Following the 2010 bomb plot, the United States and its international partners took a number of steps to bolster air cargo security. They banned cargo shipments assessed as too high a risk that originated from or transited through Yemen and Somalia. U.S. authorities implemented enhanced screening for passenger jet cargo assessed as having an elevated risk and tightened procedures for incoming mail. Those requirements have not been made public. The Department of Homeland Security brought in enhanced screening for U.S.-bound shipments on all-cargo aircraft.
While industry insiders say progress has been made, some lawmakers on Capitol Hill express concern about any approach that doesn't involve the screening of all cargo.

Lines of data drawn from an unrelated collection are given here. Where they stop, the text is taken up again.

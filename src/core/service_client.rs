// src/core/service_client.rs
//! Gateway HTTP client - bearer auth, session expiry and error shaping for every call

use reqwest::header::{CACHE_CONTROL, CONTENT_TYPE};
use reqwest::multipart::{Form, Part};
use reqwest::{Method, RequestBuilder, Response, StatusCode};
use serde::de::DeserializeOwned;
use serde::Serialize;
use serde_json::Value;
use std::path::Path;
use std::sync::Arc;
use tracing::{debug, error, info, trace, warn};

use crate::auth::{AuthGuard, SessionEvents};
use crate::core::config_manager::ClientConfig;
use crate::core::token_store::{FileTokenStore, TokenStore};
use crate::error::{ApiError, Result, UNKNOWN_ERROR};
use crate::types::response::ApiErrorBody;
use crate::utils::{content_type_for, join_url};

#[derive(Clone)]
pub struct ApiClient {
    client: reqwest::Client,
    config: ClientConfig,
    auth: AuthGuard,
}

impl ApiClient {
    pub fn new(
        config: ClientConfig,
        store: Arc<dyn TokenStore>,
        events: SessionEvents,
    ) -> Result<Self> {
        let client = reqwest::Client::builder()
            .timeout(config.timeout())
            .build()
            .map_err(|e| ApiError::Config(format!("Failed to create HTTP client: {}", e)))?;

        let auth = AuthGuard::new(store, events, &config.login_path);

        Ok(Self {
            client,
            config,
            auth,
        })
    }

    /// Client backed by the token file named in the configuration
    pub fn from_config(config: ClientConfig) -> Result<Self> {
        let store = Arc::new(FileTokenStore::new(config.token_path.clone()));
        Self::new(config, store, SessionEvents::new())
    }

    pub fn config(&self) -> &ClientConfig {
        &self.config
    }

    pub fn auth(&self) -> &AuthGuard {
        &self.auth
    }

    pub fn token_store(&self) -> &Arc<dyn TokenStore> {
        self.auth.store()
    }

    pub fn gateway_url(&self, path: &str) -> String {
        join_url(&self.config.api_base_url, path)
    }

    pub fn ai_url(&self, path: &str) -> String {
        join_url(&self.config.ai_base(), path)
    }

    pub fn arc_url(&self, path: &str) -> String {
        join_url(&self.config.arc_base(), path)
    }

    // ===== Authenticated verbs =====

    pub async fn get_json<R>(&self, url: &str, context: &str) -> Result<R>
    where
        R: DeserializeOwned,
    {
        let builder = self.authorized(Method::GET, url)?;
        let response = self.dispatch(builder, url, context, true).await?;
        read_json(response, context).await
    }

    /// GET with a query string encoded from `query`.
    pub async fn get_json_query<Q, R>(&self, url: &str, query: &Q, context: &str) -> Result<R>
    where
        Q: Serialize + ?Sized,
        R: DeserializeOwned,
    {
        let builder = self.authorized(Method::GET, url)?.query(query);
        let response = self.dispatch(builder, url, context, true).await?;
        read_json(response, context).await
    }

    /// GET that bypasses intermediary caches, used after a write the
    /// gateway may still be serving stale.
    pub async fn get_json_uncached<R>(&self, url: &str, context: &str) -> Result<R>
    where
        R: DeserializeOwned,
    {
        let builder = self
            .authorized(Method::GET, url)?
            .header(CACHE_CONTROL, "no-cache");
        let response = self.dispatch(builder, url, context, true).await?;
        read_json(response, context).await
    }

    pub async fn post_json<T, R>(&self, url: &str, payload: &T, context: &str) -> Result<R>
    where
        T: Serialize + ?Sized,
        R: DeserializeOwned,
    {
        let builder = self.authorized(Method::POST, url)?.json(payload);
        let response = self.dispatch(builder, url, context, true).await?;
        read_json(response, context).await
    }

    pub async fn put_json<T, R>(&self, url: &str, payload: &T, context: &str) -> Result<R>
    where
        T: Serialize + ?Sized,
        R: DeserializeOwned,
    {
        let builder = self.authorized(Method::PUT, url)?.json(payload);
        let response = self.dispatch(builder, url, context, true).await?;
        read_json(response, context).await
    }

    pub async fn patch_json<T, R>(&self, url: &str, payload: &T, context: &str) -> Result<R>
    where
        T: Serialize + ?Sized,
        R: DeserializeOwned,
    {
        let builder = self.authorized(Method::PATCH, url)?.json(payload);
        let response = self.dispatch(builder, url, context, true).await?;
        read_json(response, context).await
    }

    pub async fn delete_json<R>(&self, url: &str, context: &str) -> Result<R>
    where
        R: DeserializeOwned,
    {
        let builder = self.authorized(Method::DELETE, url)?;
        let response = self.dispatch(builder, url, context, true).await?;
        read_json(response, context).await
    }

    /// POST with no body
    pub async fn post_empty<R>(&self, url: &str, context: &str) -> Result<R>
    where
        R: DeserializeOwned,
    {
        let builder = self
            .authorized(Method::POST, url)?
            .header(CONTENT_TYPE, "application/json");
        let response = self.dispatch(builder, url, context, true).await?;
        read_json(response, context).await
    }

    pub async fn post_multipart<R>(&self, url: &str, form: Form, context: &str) -> Result<R>
    where
        R: DeserializeOwned,
    {
        let builder = self.authorized(Method::POST, url)?.multipart(form);
        let response = self.dispatch(builder, url, context, true).await?;
        read_json(response, context).await
    }

    pub async fn get_bytes(&self, url: &str, context: &str) -> Result<Vec<u8>> {
        let builder = self.authorized(Method::GET, url)?;
        let response = self.dispatch(builder, url, context, true).await?;
        let bytes = response.bytes().await.map_err(|source| ApiError::Transport {
            context: context.to_string(),
            source,
        })?;
        Ok(bytes.to_vec())
    }

    // ===== Unauthenticated verbs =====

    pub async fn get_public<R>(&self, url: &str, context: &str) -> Result<R>
    where
        R: DeserializeOwned,
    {
        let builder = self.client.get(url);
        let response = self.dispatch(builder, url, context, false).await?;
        read_json(response, context).await
    }

    pub async fn post_public<T, R>(&self, url: &str, payload: &T, context: &str) -> Result<R>
    where
        T: Serialize + ?Sized,
        R: DeserializeOwned,
    {
        let builder = self.client.post(url).json(payload);
        let response = self.dispatch(builder, url, context, false).await?;
        read_json(response, context).await
    }

    /// Build a multipart form holding one file under `field`.
    pub async fn file_form(&self, file_path: &Path, field: &str) -> Result<Form> {
        let file_name = file_path
            .file_name()
            .and_then(|n| n.to_str())
            .ok_or_else(|| {
                ApiError::InvalidInput(format!("Invalid file name: {}", file_path.display()))
            })?
            .to_string();
        let content_type = content_type_for(&file_name)?;

        let content = tokio::fs::read(file_path)
            .await
            .map_err(|e| ApiError::io(file_path.display().to_string(), e))?;

        if content.is_empty() {
            return Err(ApiError::InvalidInput(format!("{} is empty", file_name)));
        }

        let part = Part::bytes(content)
            .file_name(file_name)
            .mime_str(content_type)
            .map_err(|e| ApiError::InvalidInput(format!("Failed to create multipart: {}", e)))?;

        Ok(Form::new().part(field.to_string(), part))
    }

    fn authorized(&self, method: Method, url: &str) -> Result<RequestBuilder> {
        let token = self.auth.require_session()?;
        Ok(self.client.request(method, url).bearer_auth(token))
    }

    async fn dispatch(
        &self,
        builder: RequestBuilder,
        url: &str,
        context: &str,
        authed: bool,
    ) -> Result<Response> {
        debug!("Calling gateway: {}", url);

        let response = builder.send().await.map_err(|source| {
            error!("Request to {} failed: {}", url, source);
            ApiError::Transport {
                context: context.to_string(),
                source,
            }
        })?;

        let status = response.status();
        trace!("Response status from {}: {}", url, status);

        if status.is_success() {
            return Ok(response);
        }

        if authed && status == StatusCode::UNAUTHORIZED {
            warn!("Gateway rejected session token for {}", url);
            self.auth.end_session()?;
            return Err(self.auth.redirect());
        }

        let body = response.text().await.unwrap_or_default();
        let err = http_error(status, context, &body);
        info!("{} ({}): {}", context, status, err.user_message());
        Err(err)
    }
}

async fn read_json<R>(response: Response, context: &str) -> Result<R>
where
    R: DeserializeOwned,
{
    let bytes = response.bytes().await.map_err(|source| ApiError::Transport {
        context: context.to_string(),
        source,
    })?;

    // 204 and empty 200 bodies decode as JSON null
    let raw: &[u8] = if bytes.iter().all(u8::is_ascii_whitespace) {
        b"null"
    } else {
        &bytes
    };

    serde_json::from_slice(raw).map_err(|source| {
        error!("{}: failed to decode response body: {}", context, source);
        ApiError::Decode {
            context: context.to_string(),
            source,
        }
    })
}

/// Shape a non-2xx response into an error with a non-empty message.
pub fn http_error(status: StatusCode, context: &str, body: &str) -> ApiError {
    let (message, kind) = match serde_json::from_str::<Value>(body) {
        Ok(Value::String(text)) if !text.trim().is_empty() => (text, None),
        Ok(value @ Value::Object(_)) => {
            let parsed: ApiErrorBody = serde_json::from_value(value).unwrap_or_default();
            (
                parsed.message().unwrap_or_else(|| context.to_string()),
                parsed.error_type(),
            )
        }
        Ok(_) => (context.to_string(), None),
        Err(_) => (UNKNOWN_ERROR.to_string(), None),
    };

    ApiError::Http {
        status,
        context: context.to_string(),
        message,
        kind,
    }
}

#[cfg(test)]
mod tests {
    use super::*;
    use crate::types::response::ApiErrorType;

    fn message_of(err: ApiError) -> String {
        err.user_message()
    }

    #[test]
    fn test_http_error_detail_body() {
        let err = http_error(
            StatusCode::TOO_MANY_REQUESTS,
            "Failed to generate CV",
            r#"{"detail":"Slow down","type":"rate_limit_error"}"#,
        );
        match &err {
            ApiError::Http { kind, .. } => assert_eq!(*kind, Some(ApiErrorType::RateLimitError)),
            other => panic!("unexpected error {:?}", other),
        }
        assert_eq!(message_of(err), "Slow down");
    }

    #[test]
    fn test_http_error_non_json_body_is_unknown() {
        let err = http_error(StatusCode::BAD_GATEWAY, "Failed to fetch jobs", "<html>502</html>");
        assert_eq!(message_of(err), UNKNOWN_ERROR);

        let err = http_error(StatusCode::BAD_GATEWAY, "Failed to fetch jobs", "");
        assert_eq!(message_of(err), UNKNOWN_ERROR);
    }

    #[test]
    fn test_http_error_json_without_message_uses_context() {
        let err = http_error(StatusCode::NOT_FOUND, "Failed to fetch job", r#"{"code":404}"#);
        assert_eq!(message_of(err), "Failed to fetch job");

        let err = http_error(StatusCode::NOT_FOUND, "Failed to fetch job", "[]");
        assert_eq!(message_of(err), "Failed to fetch job");
    }

    #[test]
    fn test_http_error_plain_json_string() {
        let err = http_error(StatusCode::CONFLICT, "Failed to create job", r#""duplicate""#);
        assert_eq!(message_of(err), "duplicate");
    }

    #[test]
    fn test_url_helpers() {
        let client = ApiClient::new(
            ClientConfig::for_base_url("http://gw.local/"),
            Arc::new(crate::core::token_store::MemoryTokenStore::new()),
            SessionEvents::new(),
        )
        .unwrap();
        assert_eq!(client.gateway_url("/api/jobs"), "http://gw.local/api/jobs");
        assert_eq!(client.arc_url("health"), "http://gw.local/api/arc/health");
        assert_eq!(client.ai_url("/analyze"), "http://gw.local/api/ai/analyze");
    }
}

"The low-risk cargo does not receive anywhere near the level of security as the high-risk cargo," said Markey, who co-authored legislation mandating screening on passenger jets by August 2010.
"There is no such thing as low-risk cargo because, in the hands of al-Qaida, that cargo becomes high risk."
But some of those on the frontlines of air cargo security point out that the risk-based approach stems from on-the-ground realities.
"Identifying high-risk cargo wherever it is in the supply chain and singling it out for physical screening is the better approach to securing cargo on an international scale," said David Brooks, the head of American Airlines air cargo.
And the industry says TSA mandates are not easy to enforce when they involve other countries that may face logistical challenges in conforming to U.S. inspection standards. Economic factors also played a role in the U.S government's delay in imposing 100 percent inbound screening.
It was a quandary that al-Qaida exploited. "(Our goal was to) force upon the West two choices: You either spend billions of dollars to inspect each and every package in the world or you do nothing and we keep trying again," al-Qaida in the Arabian Peninsula announced after the package bomb plot.